## Exercise:
Keep to the lines from the one with "Self::new(384)" through the end of the data, and write them out exactly.

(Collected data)
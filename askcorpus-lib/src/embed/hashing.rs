use crate::embed::{l2_normalize, Embedder, Embedding};
use crate::Result;

/// Feature-hashed bag-of-words embedder.
///
/// Lowercased word unigrams and bigrams are hashed (FNV-1a) into a fixed
/// number of signed buckets, then the vector is L2-normalized. Identical
/// texts always embed identically and texts sharing words score higher,
/// which is all the retrieval pipeline needs when no model is available.
#[derive(Debug, Clone)]
pub struct HashingEmbedder {
    dimension: usize,
    name: String,
}

impl HashingEmbedder {
    #[must_use]
    pub fn new(dimension: usize) -> Self {
        let dimension = dimension.max(1);
        Self {
            dimension,
            name: format!("hashing-{dimension}"),
        }
    }

    fn embed(&self, text: &str) -> Embedding {
        let mut v = vec![0.0f32; self.dimension];
        let words: Vec<String> = text
            .split(|c: char| !c.is_alphanumeric())
            .filter(|w| !w.is_empty())
            .map(str::to_lowercase)
            .collect();

        for word in &words {
            self.add(&mut v, word.as_bytes());
        }
        for pair in words.windows(2) {
            self.add(&mut v, format!("{} {}", pair[0], pair[1]).as_bytes());
        }

        l2_normalize(&mut v);
        v
    }

    fn add(&self, v: &mut [f32], feature: &[u8]) {
        let h = fnv1a(feature);
        let bucket = (h % self.dimension as u64) as usize;
        let sign = if (h >> 63) & 1 == 0 { 1.0 } else { -1.0 };
        v[bucket] += sign;
    }
}

impl Default for HashingEmbedder {
    fn default() -> Self {
        Self::new(384)
    }
}

fn fnv1a(bytes: &[u8]) -> u64 {
    let mut hash: u64 = 0xcbf2_9ce4_8422_2325;
    for b in bytes {
        hash ^= u64::from(*b);
        hash = hash.wrapping_mul(0x0100_0000_01b3);
    }
    hash
}

impl Embedder for HashingEmbedder {
    fn embed_documents(&mut self, texts: &[&str]) -> Result<Vec<Embedding>> {
        Ok(texts.iter().map(|t| self.embed(t)).collect())
    }

    fn embed_query(&mut self, text: &str) -> Result<Embedding> {
        Ok(self.embed(text))
    }

    fn dimension(&self) -> usize {
        self.dimension
    }

    fn model_name(&self) -> &str {
        &self.name
    }
}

## Answer section:
        Self::new(384)
    }
}

fn fnv1a(bytes: &[u8]) -> u64 {
    let mut hash: u64 = 0xcbf2_9ce4_8422_2325;
    for b in bytes {
        hash ^= u64::from(*b);
        hash = hash.wrapping_mul(0x0100_0000_01b3);
    }
    hash
}

impl Embedder for HashingEmbedder {
    fn embed_documents(&mut self, texts: &[&str]) -> Result<Vec<Embedding>> {
        Ok(texts.iter().map(|t| self.embed(t)).collect())
    }

    fn embed_query(&mut self, text: &str) -> Result<Embedding> {
        Ok(self.embed(text))
    }

    fn dimension(&self) -> usize {
        self.dimension
    }

    fn model_name(&self) -> &str {
        &self.name
    }
}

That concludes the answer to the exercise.